Task input:

------------------------------

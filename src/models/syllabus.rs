use serde::{Deserialize, Serialize};
use sqlx::FromRow;

use crate::workflow::WorkflowStatus;

#[derive(Debug, Clone, Serialize, Deserialize, FromRow)]
#[serde(rename_all = "camelCase")]
pub struct Syllabus {
    pub id: String,
    pub faculty: Option<String>,
    pub career: String,
    pub academic_period_id: String,
    pub semester: Option<String>,
    pub credits: i32,
    pub total_hours: i32,
    pub theory_hours: i32,
    pub practice_hours: i32,
    pub training_area: Option<String>,
    pub course_code: String,
    pub course_name: String,
    pub course_type: Option<String>,
    pub prerequisites: Option<String>,
    pub professor_email: Option<String>,
    pub coordinator_username: String,
    pub course_competence: Option<String>,
    pub profile_competence: Option<String>,
    pub previous_competence: Option<String>,
    pub sumilla: Option<String>,
    pub bibliography: Option<String>,
    pub activities: Option<String>,
    pub workflow_status: WorkflowStatus,
    pub created_by: String,
    pub modified_by: Option<String>,
    pub created_at: String,
    pub modified_at: String,
}

/// One of the four fixed units of a syllabus, `UNIDAD I` through
/// `UNIDAD IV`. Owned exclusively by its parent syllabus.
#[derive(Debug, Clone, Serialize, Deserialize, FromRow)]
#[serde(rename_all = "camelCase")]
pub struct SyllabusUnit {
    pub id: String,
    pub syllabus_id: String,
    pub unit_number: i32,
    pub title: String,
    pub start_date: Option<String>,
    pub end_date: Option<String>,
    pub content: Option<String>,
    pub week1_content: Option<String>,
    pub week2_content: Option<String>,
    pub week3_content: Option<String>,
    pub week4_content: Option<String>,
    pub methodology: Option<String>,
}

#[derive(Debug, Clone, Serialize, Deserialize, FromRow)]
#[serde(rename_all = "camelCase")]
pub struct Evaluation {
    pub id: String,
    pub syllabus_id: String,
    pub name: String,
    pub weight: f64,
    pub consolidation_date: Option<String>,
    pub description: Option<String>,
}

/// Full document: the syllabus row plus its owned collections.
#[derive(Debug, Clone, Serialize)]
#[serde(rename_all = "camelCase")]
pub struct SyllabusDetail {
    #[serde(flatten)]
    pub syllabus: Syllabus,
    pub units: Vec<SyllabusUnit>,
    pub evaluations: Vec<Evaluation>,
}

#[derive(Debug, Clone, Deserialize)]
#[serde(rename_all = "camelCase")]
pub struct NewSyllabusRequest {
    pub course_name: String,
    pub course_code: String,
    pub academic_period_id: Option<String>,
    pub academic_period: Option<String>,
    pub professor_email: Option<String>,
    pub career: Option<String>,
}

#[derive(Debug, Clone, Default, Deserialize)]
#[serde(rename_all = "camelCase")]
pub struct UpdateSyllabusRequest {
    pub faculty: Option<String>,
    pub semester: Option<String>,
    pub credits: Option<i32>,
    pub total_hours: Option<i32>,
    pub theory_hours: Option<i32>,
    pub practice_hours: Option<i32>,
    pub training_area: Option<String>,
    pub course_code: Option<String>,
    pub course_name: Option<String>,
    pub course_type: Option<String>,
    pub prerequisites: Option<String>,
    pub course_competence: Option<String>,
    pub profile_competence: Option<String>,
    pub previous_competence: Option<String>,
    pub sumilla: Option<String>,
    pub bibliography: Option<String>,
    pub activities: Option<String>,
    pub units: Option<Vec<UnitUpdate>>,
    pub evaluations: Option<Vec<EvaluationUpdate>>,
}

/// Unit content update, matched to the stored unit by number.
#[derive(Debug, Clone, Deserialize)]
#[serde(rename_all = "camelCase")]
pub struct UnitUpdate {
    pub unit_number: i32,
    pub title: Option<String>,
    pub start_date: Option<String>,
    pub end_date: Option<String>,
    pub content: Option<String>,
    pub week1_content: Option<String>,
    pub week2_content: Option<String>,
    pub week3_content: Option<String>,
    pub week4_content: Option<String>,
    pub methodology: Option<String>,
}

/// Evaluation update, matched to the stored evaluation by name.
#[derive(Debug, Clone, Deserialize)]
#[serde(rename_all = "camelCase")]
pub struct EvaluationUpdate {
    pub name: String,
    pub weight: Option<f64>,
    pub consolidation_date: Option<String>,
    pub description: Option<String>,
}
use axum::extract::FromRequestParts;
use axum::http::header;
use axum::http::request::Parts;
use chrono::{Duration, Utc};
use rand::Rng;
use sha2::{Digest, Sha256};
use sqlx::SqlitePool;
use uuid::Uuid;

use crate::db::repository;
use crate::error::AppError;
use crate::models::User;
use crate::state::AppState;

/// Bearer tokens are valid for 24 hours.
pub const SESSION_TTL_SECONDS: i64 = 86_400;

/// Salted SHA-256 digest, stored as `salt$digest` hex.
pub fn hash_password(password: &str) -> String {
    let salt: [u8; 16] = rand::rng().random();
    let salt_hex: String = salt.iter().map(|b| format!("{:02x}", b)).collect();
    let digest = digest_with_salt(&salt_hex, password);
    format!("{}${}", salt_hex, digest)
}

pub fn verify_password(password: &str, stored: &str) -> bool {
    match stored.split_once('$') {
        Some((salt_hex, digest)) => digest_with_salt(salt_hex, password) == digest,
        None => false,
    }
}

fn digest_with_salt(salt_hex: &str, password: &str) -> String {
    let mut hasher = Sha256::new();
    hasher.update(salt_hex.as_bytes());
    hasher.update(password.as_bytes());
    format!("{:x}", hasher.finalize())
}

/// Create a session row and return its opaque token.
pub async fn issue_session(db: &SqlitePool, user_id: &str) -> Result<String, AppError> {
    let token = Uuid::new_v4().to_string();
    let now = Utc::now();
    let expires_at = now + Duration::seconds(SESSION_TTL_SECONDS);

    repository::insert_session(
        db,
        &token,
        user_id,
        &expires_at.to_rfc3339(),
        &now.to_rfc3339(),
    )
    .await?;

    Ok(token)
}

/// The authenticated caller, extracted from the Authorization header.
pub struct AuthUser(pub User);

impl FromRequestParts<AppState> for AuthUser {
    type Rejection = AppError;

    async fn from_request_parts(
        parts: &mut Parts,
        state: &AppState,
    ) -> Result<Self, Self::Rejection> {
        let header_value = parts
            .headers
            .get(header::AUTHORIZATION)
            .and_then(|v| v.to_str().ok())
            .ok_or(AppError::Unauthorized)?;

        let token = header_value
            .strip_prefix("Bearer ")
            .ok_or(AppError::Unauthorized)?;

        let now = Utc::now().to_rfc3339();
        let user = repository::find_session_user(&state.db, token, &now)
            .await?
            .ok_or(AppError::Unauthorized)?;

        Ok(AuthUser(user))
    }
}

------------------------------

Exercise description:
Begin with the line above that has "use axum::extract::FromRequestParts;" and continue through the line that has "SHA-256 digest, stored", setting each one down exactly. Stop there.

Reply:
use axum::extract::FromRequestParts;
use axum::http::header;
use axum::http::request::Parts;
use chrono::{Duration, Utc};
use rand::Rng;
use sha2::{Digest, Sha256};
use sqlx::SqlitePool;
use uuid::Uuid;

use crate::db::repository;
use crate::error::AppError;
use crate::models::User;
use crate::state::AppState;

/// Bearer tokens are valid for 24 hours.
pub const SESSION_TTL_SECONDS: i64 = 86_400;

/// Salted SHA-256 digest, stored as `salt$digest` hex.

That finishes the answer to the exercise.